The hellebores are doing well, and are now setting seed – they will have been useful to pollinators earlier in the spring.

I am focusing in on the next painting, trying things out in watercolour. This version of the sheep at Kemback, although it tickled my picture-making instincts, is not one I know how to translate into a painting in oils at the moment.

drawing with a fountain pen is fun, I think this might eventually set off a small oil.

And this drawing is in fact exactly what I wanted

lending itself to a watercolour which is the basis for my next large painting.

but before that, I have been busy walking this hound – we went back to the Dairsie/Pitcullo walk after a long break

past Craiglug

and Craigsanquhar, where there were no swallows yet,

with views of the Lomond Hills

and Largo Law. It’s a satisfying walk, hills, views, birds, castles …

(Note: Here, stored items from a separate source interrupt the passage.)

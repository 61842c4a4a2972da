//! Row mappings between agenda kinds and their SQLite tables.
//!
//! Dates are stored as `YYYY-MM-DD`, times as `HH:MM:SS[.fff]`, weekdays as
//! lowercase English names and priorities as their one-character code.
//! Absent `group`/`notes` are stored as `NULL`, never as an empty string.

use crate::model::agenda::{AgendaId, AgendaKind, OneOffItem, RecurringItem, TaskItem};
use crate::model::priority::Priority;
use crate::repo::item_store::{RepoError, RepoResult, StoredItem};
use chrono::{NaiveDate, NaiveTime, Weekday};
use rusqlite::types::Value;
use rusqlite::Row;

const DATE_FORMAT: &str = "%Y-%m-%d";
const TIME_FORMAT: &str = "%H:%M:%S%.f";

impl StoredItem for RecurringItem {
    const KIND: AgendaKind = AgendaKind::Regular;
    const TABLE: &'static str = "regular_agendas";
    const COLUMNS: &'static [&'static str] = &[
        "id",
        "title",
        "category",
        "group_name",
        "notes",
        "weekday",
        "time_of_day",
    ];

    fn to_values(&self) -> Vec<Value> {
        let mut values = shared_values(
            self.id,
            &self.title,
            &self.category,
            self.group.as_deref(),
            self.notes.as_deref(),
        );
        values.push(Value::Text(weekday_to_db(self.weekday).to_string()));
        values.push(Value::Text(self.time_of_day.format(TIME_FORMAT).to_string()));
        values
    }

    fn from_row(row: &Row<'_>) -> RepoResult<Self> {
        let weekday_text: String = row.get("weekday")?;
        let weekday = parse_weekday(&weekday_text).ok_or_else(|| {
            RepoError::InvalidData(format!(
                "invalid weekday `{weekday_text}` in regular_agendas.weekday"
            ))
        })?;

        Ok(Self {
            id: parse_id(row, Self::TABLE)?,
            title: row.get("title")?,
            category: row.get("category")?,
            group: row.get("group_name")?,
            notes: row.get("notes")?,
            weekday,
            time_of_day: parse_time(row, Self::TABLE)?,
        })
    }
}

impl StoredItem for OneOffItem {
    const KIND: AgendaKind = AgendaKind::Special;
    const TABLE: &'static str = "special_agendas";
    const COLUMNS: &'static [&'static str] = &[
        "id",
        "title",
        "category",
        "group_name",
        "notes",
        "date",
        "time_of_day",
    ];

    fn to_values(&self) -> Vec<Value> {
        let mut values = shared_values(
            self.id,
            &self.title,
            &self.category,
            self.group.as_deref(),
            self.notes.as_deref(),
        );
        values.push(Value::Text(self.date.format(DATE_FORMAT).to_string()));
        values.push(Value::Text(self.time_of_day.format(TIME_FORMAT).to_string()));
        values
    }

    fn from_row(row: &Row<'_>) -> RepoResult<Self> {
        Ok(Self {
            id: parse_id(row, Self::TABLE)?,
            title: row.get("title")?,
            category: row.get("category")?,
            group: row.get("group_name")?,
            notes: row.get("notes")?,
            date: parse_date(row, "date", Self::TABLE)?,
            time_of_day: parse_time(row, Self::TABLE)?,
        })
    }
}

impl StoredItem for TaskItem {
    const KIND: AgendaKind = AgendaKind::Task;
    const TABLE: &'static str = "task_agendas";
    const COLUMNS: &'static [&'static str] = &[
        "id",
        "title",
        "category",
        "group_name",
        "notes",
        "due_date",
        "priority",
    ];

    fn to_values(&self) -> Vec<Value> {
        let mut values = shared_values(
            self.id,
            &self.title,
            &self.category,
            self.group.as_deref(),
            self.notes.as_deref(),
        );
        values.push(Value::Text(self.due_date.format(DATE_FORMAT).to_string()));
        values.push(Value::Text(self.priority.code().to_string()));
        values
    }

    fn from_row(row: &Row<'_>) -> RepoResult<Self> {
        let priority_text: String = row.get("priority")?;
        let mut chars = priority_text.chars();
        let priority = match (chars.next(), chars.next()) {
            (Some(code), None) => Priority::from_code(code),
            _ => {
                return Err(RepoError::InvalidData(format!(
                    "invalid priority `{priority_text}` in task_agendas.priority"
                )));
            }
        };

        Ok(Self {
            id: parse_id(row, Self::TABLE)?,
            title: row.get("title")?,
            category: row.get("category")?,
            group: row.get("group_name")?,
            notes: row.get("notes")?,
            due_date: parse_date(row, "due_date", Self::TABLE)?,
            priority,
        })
    }
}

fn shared_values(
    id: AgendaId,
    title: &str,
    category: &str,
    group: Option<&str>,
    notes: Option<&str>,
) -> Vec<Value> {
    vec![
        Value::Integer(i64::from(id)),
        Value::Text(title.to_string()),
        Value::Text(category.to_string()),
        optional_text(group),
        optional_text(notes),
    ]
}

fn optional_text(value: Option<&str>) -> Value {
    value.map_or(Value::Null, |text| Value::Text(text.to_string()))
}

fn parse_id(row: &Row<'_>, table: &str) -> RepoResult<AgendaId> {
    let raw: i64 = row.get("id")?;
    AgendaId::try_from(raw)
        .map_err(|_| RepoError::InvalidData(format!("invalid id `{raw}` in {table}.id")))
}

fn parse_date(row: &Row<'_>, column: &str, table: &str) -> RepoResult<NaiveDate> {
    let text: String = row.get(column)?;
    NaiveDate::parse_from_str(&text, DATE_FORMAT)
        .map_err(|_| RepoError::InvalidData(format!("invalid date `{text}` in {table}.{column}")))
}

fn parse_time(row: &Row<'_>, table: &str) -> RepoResult<NaiveTime> {
    let text: String = row.get("time_of_day")?;
    NaiveTime::parse_from_str(&text, TIME_FORMAT).map_err(|_| {
        RepoError::InvalidData(format!("invalid time `{text}` in {table}.time_of_day"))
    })
}

fn weekday_to_db(weekday: Weekday) -> &'static str {
    match weekday {
        Weekday::Mon => "monday",
        Weekday::Tue => "tuesday",
        Weekday::Wed => "wednesday",
        Weekday::Thu => "thursday",
        Weekday::Fri => "friday",
        Weekday::Sat => "saturday",
        Weekday::Sun => "sunday",
    }
}

fn parse_weekday(value: &str) -> Option<Weekday> {
    match value {
        "monday" => Some(Weekday::Mon),
        "tuesday" => Some(Weekday::Tue),
        "wednesday" => Some(Weekday::Wed),
        "thursday" => Some(Weekday::Thu),
        "friday" => Some(Weekday::Fri),
        "saturday" => Some(Weekday::Sat),
        "sunday" => Some(Weekday::Sun),
        _ => None,
    }
}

This sycamore just opening its leaf buds is in East Neuk, on Balcaskie – we went for a walk there after very nice coffee and cake at the Baern café at Bowhouse

calves and mums belonging to the Balcaskie herd.

We had Nonna to stay again

walked along the river Eden

the local environmental people were seeing what state the river  was in – not wonderful, especially since the farmer “tidied” the banks of all the fallen trees and “improved” the banks, not doubt to try to prevent the old water meadows from flooding. This is a baby signal crayfish, one of the non-native sort, that eats all the native ones and the fish eggs and can make a river quite empty of fauna. The otters eat them. which perhaps helps to keep them down.

More sewing has been happening

a shirt for me, in a soft blue and white striped cotton

resulting in the watercolour above and this little oil panel,  25 x 20 cm

a good excuse to squelch some paint around

then a dress version of the shirt, or rather, the dress from the Merchant and Mills pattern I hacked the shirt from

resulting in another watercolour ….

Actually I ought to be doing a lot more of these watercolours, I have so many fleeting ideas, I must start making a note of them.

This demands a painting, I think – it’s the reflection of the sun off a small round mirror on a stand onto the wall in my bedroom in the early morning.

Does this ferocious yow deserve a portrait? maybe …

Meanwhile I painted this 120  x 100 cm one of the veg patch “The bird in my head”

featuring the courgettes

in all their triffid glory

The bird is the wren I hear and occasionally see flitting across,

and an approximation of Bims, Bonnard-style, in the bottom corner. This painting has already been bagged by the Graystone Gallery for their August Edinburgh Festival show, and they want another, so I am digging deep.

Perhaps they might like this, which I painted last year,

I have hidden Nonna in the flickering shadows of the leaves on the step.